Scan the material for the word "TraceLayer", then return every line where it appears.

Content starts

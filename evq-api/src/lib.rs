//! evq-api library - Event questionnaire submission service
//!
//! Validates questionnaire submissions against the configured question set,
//! classifies the event into a tier, and persists the results.

use axum::Router;
use std::sync::Arc;
use tower_http::cors::CorsLayer;
use tower_http::trace::TraceLayer;

pub mod api;
pub mod questionnaire;
pub mod repo;

use questionnaire::SubmissionService;

/// Application state shared across HTTP handlers
#[derive(Clone)]
pub struct AppState {
    pub service: Arc<SubmissionService>,
}

impl AppState {
    /// Create new application state
    pub fn new(service: Arc<SubmissionService>) -> Self {
        Self { service }
    }
}

/// Build application router
pub fn build_router(state: AppState) -> Router {
    use axum::routing::post;

    Router::new()
        .route(
            "/event/:event_id/questionnaire/submit",
            post(api::submit_questionnaire),
        )
        .merge(api::health_routes())
        .layer(TraceLayer::new_for_http())
        .layer(CorsLayer::permissive())
        .with_state(state)
}
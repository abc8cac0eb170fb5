//! Health check endpoint

use axum::{routing::get, Json, Router};
use serde::Serialize;

use crate::AppState;

/// Health check response: status, module name, and version
#[derive(Debug, Serialize)]
pub struct HealthResponse {
    pub status: String,
    pub module: String,
    pub version: String,
}

/// GET /health
///
/// Health check endpoint for monitoring. No authentication.
pub async fn health_check() -> Json<HealthResponse> {
    Json(HealthResponse {
        status: "ok".to_string(),
        module: "evq-api".to_string(),
        version: env!("CARGO_PKG_VERSION").to_string(),
    })
}

/// Build health check routes
pub fn health_routes() -> Router<AppState> {
    Router::new().route("/health", get(health_check))
}
//! Error type shared by the questionnaire service and its storage layer
//!
//! Validation failures never appear here: the submission validator
//! accumulates them as data and returns them to the caller verbatim.

use thiserror::Error;

/// Result alias used throughout the questionnaire service
pub type Result<T> = std::result::Result<T, Error>;

/// Failures crossing the storage and configuration boundaries
#[derive(Error, Debug)]
pub enum Error {
    /// The catalog or record store rejected an operation
    #[error("Storage error: {0}")]
    Database(#[from] sqlx::Error),

    /// Filesystem problem around the root folder or catalog file
    #[error("IO error: {0}")]
    Io(#[from] std::io::Error),

    /// Root folder or catalog file is unusable as configured
    #[error("Configuration error: {0}")]
    Config(String),

    /// A referenced entity (event, answer record) does not exist
    #[error("Not found: {0}")]
    NotFound(String),

    /// Broken invariant the caller cannot recover from, such as an empty
    /// tier catalog or a corrupt persisted record
    #[error("Internal error: {0}")]
    Internal(String),
}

Content ends

• _Answer area_:
use tower_http::trace::TraceLayer;
        .layer(TraceLayer::new_for_http())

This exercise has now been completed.